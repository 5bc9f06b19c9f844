use core::fmt;

enum_with_unknown! {
    /// Status codes reported by this crate and by the external attribute server.
    ///
    /// The numeric values follow the vendor convention of the stacks this crate binds to (`0`
    /// would denote success and is never constructed; successful calls return `Ok`). Codes
    /// produced by the stack are surfaced unchanged: a code without a named variant ends up as
    /// `Unknown`.
    ///
    /// The only error synthesized locally is `InvalidState`, returned by
    /// [`TemperatureService::update`] when no peer can be notified. Callers should treat it as a
    /// normal outcome, not a failure.
    ///
    /// [`TemperatureService::update`]: gatt/struct.TemperatureService.html#method.update
    #[derive(Debug, Copy, Clone, PartialEq, Eq)]
    pub enum Error(u32) {
        /// The stack ran out of attribute table or queue memory.
        NoMemory = 4,
        /// No attribute with the given handle exists.
        NotFound = 5,
        /// The operation is not supported in the current configuration.
        NotSupported = 6,
        /// A parameter had an invalid value.
        InvalidParameter = 7,
        /// The operation is not allowed in the current connection state.
        ///
        /// Raised locally when a value update cannot be notified because no peer is connected or
        /// the service was registered without notification support.
        InvalidState = 8,
        /// A buffer or payload had an invalid length.
        InvalidLength = 9,
        /// Invalid data supplied for the operation.
        InvalidData = 11,
        /// Data does not fit into the destination buffer.
        DataSize = 12,
        /// Access to the attribute is forbidden.
        Forbidden = 15,
        /// The stack is busy; retry later.
        Busy = 17
    }
}

impl fmt::Display for Error {
    fn fmt(&self, f: &mut fmt::Formatter<'_>) -> fmt::Result {
        match self {
            Error::NoMemory => f.write_str("out of memory"),
            Error::NotFound => f.write_str("attribute not found"),
            Error::NotSupported => f.write_str("operation not supported"),
            Error::InvalidParameter => f.write_str("invalid parameter"),
            Error::InvalidState => f.write_str("invalid state for operation"),
            Error::InvalidLength => f.write_str("invalid length"),
            Error::InvalidData => f.write_str("invalid data"),
            Error::DataSize => f.write_str("data does not fit into buffer"),
            Error::Forbidden => f.write_str("access forbidden"),
            Error::Busy => f.write_str("stack busy"),
            Error::Unknown(code) => write!(f, "stack error {}", code),
        }
    }
}

#[cfg(test)]
mod tests {
    use super::*;

    #[test]
    fn roundtrip_raw_codes() {
        assert_eq!(Error::from(8), Error::InvalidState);
        assert_eq!(u32::from(Error::InvalidState), 8);
        // Codes this crate doesn't know about pass through unchanged.
        assert_eq!(u32::from(Error::from(0x3001)), 0x3001);
    }
}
_____
• Exercise description: Every record shown above should be set down again exactly.

• Problem solution:
repository 5bc9f06b19c9f844
use core::fmt;

enum_with_unknown! {
    /// Status codes reported by this crate and by the external attribute server.
    ///
    /// The numeric values follow the vendor convention of the stacks this crate binds to (`0`
    /// would denote success and is never constructed; successful calls return `Ok`). Codes
    /// produced by the stack are surfaced unchanged: a code without a named variant ends up as
    /// `Unknown`.
    ///
    /// The only error synthesized locally is `InvalidState`, returned by
    /// [`TemperatureService::update`] when no peer can be notified. Callers should treat it as a
    /// normal outcome, not a failure.
    ///
    /// [`TemperatureService::update`]: gatt/struct.TemperatureService.html#method.update
    #[derive(Debug, Copy, Clone, PartialEq, Eq)]
    pub enum Error(u32) {
        /// The stack ran out of attribute table or queue memory.
        NoMemory = 4,
        /// No attribute with the given handle exists.
        NotFound = 5,
        /// The operation is not supported in the current configuration.
        NotSupported = 6,
        /// A parameter had an invalid value.
        InvalidParameter = 7,
        /// The operation is not allowed in the current connection state.
        ///
        /// Raised locally when a value update cannot be notified because no peer is connected or
        /// the service was registered without notification support.
        InvalidState = 8,
        /// A buffer or payload had an invalid length.
        InvalidLength = 9,
        /// Invalid data supplied for the operation.
        InvalidData = 11,
        /// Data does not fit into the destination buffer.
        DataSize = 12,
        /// Access to the attribute is forbidden.
        Forbidden = 15,
        /// The stack is busy; retry later.
        Busy = 17
    }
}

impl fmt::Display for Error {
    fn fmt(&self, f: &mut fmt::Formatter<'_>) -> fmt::Result {
        match self {
            Error::NoMemory => f.write_str("out of memory"),
            Error::NotFound => f.write_str("attribute not found"),
            Error::NotSupported => f.write_str("operation not supported"),
            Error::InvalidParameter => f.write_str("invalid parameter"),
            Error::InvalidState => f.write_str("invalid state for operation"),
            Error::InvalidLength => f.write_str("invalid length"),
            Error::InvalidData => f.write_str("invalid data"),
            Error::DataSize => f.write_str("data does not fit into buffer"),
            Error::Forbidden => f.write_str("access forbidden"),
            Error::Busy => f.write_str("stack busy"),
            Error::Unknown(code) => write!(f, "stack error {}", code),
        }
    }
}

#[cfg(test)]
mod tests {
    use super::*;

    #[test]
    fn roundtrip_raw_codes() {
        assert_eq!(Error::from(8), Error::InvalidState);
        assert_eq!(u32::from(Error::InvalidState), 8);
        // Codes this crate doesn't know about pass through unchanged.
        assert_eq!(u32::from(Error::from(0x3001)), 0x3001);
    }
}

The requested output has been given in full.